Men and women, so they say, are from different planets. Men are from Mars, women from Venus. One exudes yin while the other seethes with yang. One is made of puppy dog tails, the other from sugar and spice.
Metaphors, metaphysics and other constructs aside, we all know from simple observation there are significant behavioral differences between the genders, and those have big implications for verbal communication in the workplace.
Men interrupt more, brag more and often feel compelled to play the lead or alpha role.
Let the war of the sexes resume.
One of the social scientists who has studied these communication differences in depth is Georgetown University professor Deborah Tannen, the author of books such as That’s Not What I Meant! and Talking from 9 to 5: Men and Women at Work.
What Tannnen has learned is that the interpersonal relationships boys and girls develop as children carries right into adulthood and the workplace. They help explain why men sometimes get credit for ideas originally generated by women.
During their formative years, girls tend to focus on developing rapport with friends, while boys are more focused on earning status among their peers. That’s why sounding certain or authoritative is something more natural to men than women.
Girls learn as children that sounding too sure of themselves will make them unpopular with their peers. It’s common f or girls to ostracize a peer who calls attention to her own knowledge or superiority.
“A girl who tells others what to do is called ‘bossy,’” Tannen wrote in a Harvard Business Review article.

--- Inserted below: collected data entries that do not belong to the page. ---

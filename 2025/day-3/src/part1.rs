use miette::*;

use crate::aggregate::total_joltage;

/// Each bank turns on exactly two batteries.
const WIDTH: usize = 2;

#[tracing::instrument]
pub fn process(input: &str) -> Result<String> {
    Ok(total_joltage(input, WIDTH).to_string())
}
use std::path::{Path, PathBuf};

use aoc2025::{Outcome, Registry, RunError};
use clap::Parser;
use miette::*;

#[derive(Parser)]
#[command(name = "aoc2025")]
#[command(about = "Run Advent of Code 2025 puzzles", long_about = None)]
#[command(version)]
struct Cli {
    /// Day of the calendar to run
    day: u8,

    /// Only run this part; both parts run when omitted
    #[arg(long, value_parser = clap::value_parser!(u8).range(1..=2))]
    part: Option<u8>,

    /// Puzzle input, defaults to the day's input1.txt
    #[arg(long)]
    input: Option<PathBuf>,
}

fn default_input(day: u8) -> PathBuf {
    Path::new(env!("CARGO_MANIFEST_DIR"))
        .join("..")
        .join(format!("day-{day}"))
        .join("input1.txt")
}

fn main() -> Result<()> {
    tracing_subscriber::fmt::init();
    let cli = Cli::parse();

    let registry = Registry::standard()?;
    let day = registry.get(cli.day).ok_or(RunError::UnknownDay(cli.day))?;

    let path = cli.input.unwrap_or_else(|| default_input(cli.day));
    let input = std::fs::read_to_string(&path)
        .into_diagnostic()
        .wrap_err_with(|| format!("reading puzzle input from {}", path.display()))?;

    println!("Day {}: {}", day.number, day.title);
    let parts = match cli.part {
        Some(part) => vec![part],
        None => vec![1, 2],
    };
    for part in parts {
        match registry.run(day.number, part, &input)? {
            Outcome::Answer(answer) => println!("  Part {part}: {answer}"),
            Outcome::NotUnlocked => println!("  Part {part}: not unlocked yet"),
        }
    }
    Ok(())
}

“She thinks she’s something,” is a frequent criticism of such girls.
Boys come of age in an entirely different world. They tend to play in larger groups but not all are treated equally. Those with high status not only get away with emphasizing rather than downplaying their status, such behavior is expected. One or several of the boys are deemed the group’s leader. A hierarchy is established, much like the office.
Unlike girls, boys are less likely to accuse one another of being bossy. Tannen’s research shows the leader is expected to tell lower-status boys what to do.
“Boys learn to use language to negotiate their status in the group by displaying their abilities and knowledge, and by challenging others and resisting challenges,” Tannen says. “Giving orders is one way of getting and keeping the high-status role. Another is taking center stage by telling stories or jokes.”
This helps explain why men often get credit for ideas generated by women.
Take the choice of pronouns men and women use. Tannen says men commonly say “I” in the same situations where women often say “we.”
“For example,” Tannen wrote, “one publishing company executive said, ‘I’m hiring a new manager. I’m going to put him in charge of my marketing division,’ as if he owned the corporation. In stark contrast, I recorded women saying ‘we’ when referring to work they alone had done.”
Just as they learned as children, women use linguistic techniques that tend to be inclusive while men use more individualistic language.
From childhood to adulthood, the chemistry that comprises a man or a woman comes from very different laboratories. But understanding the conversational differences between the genders can smooth communication and help level the playing field.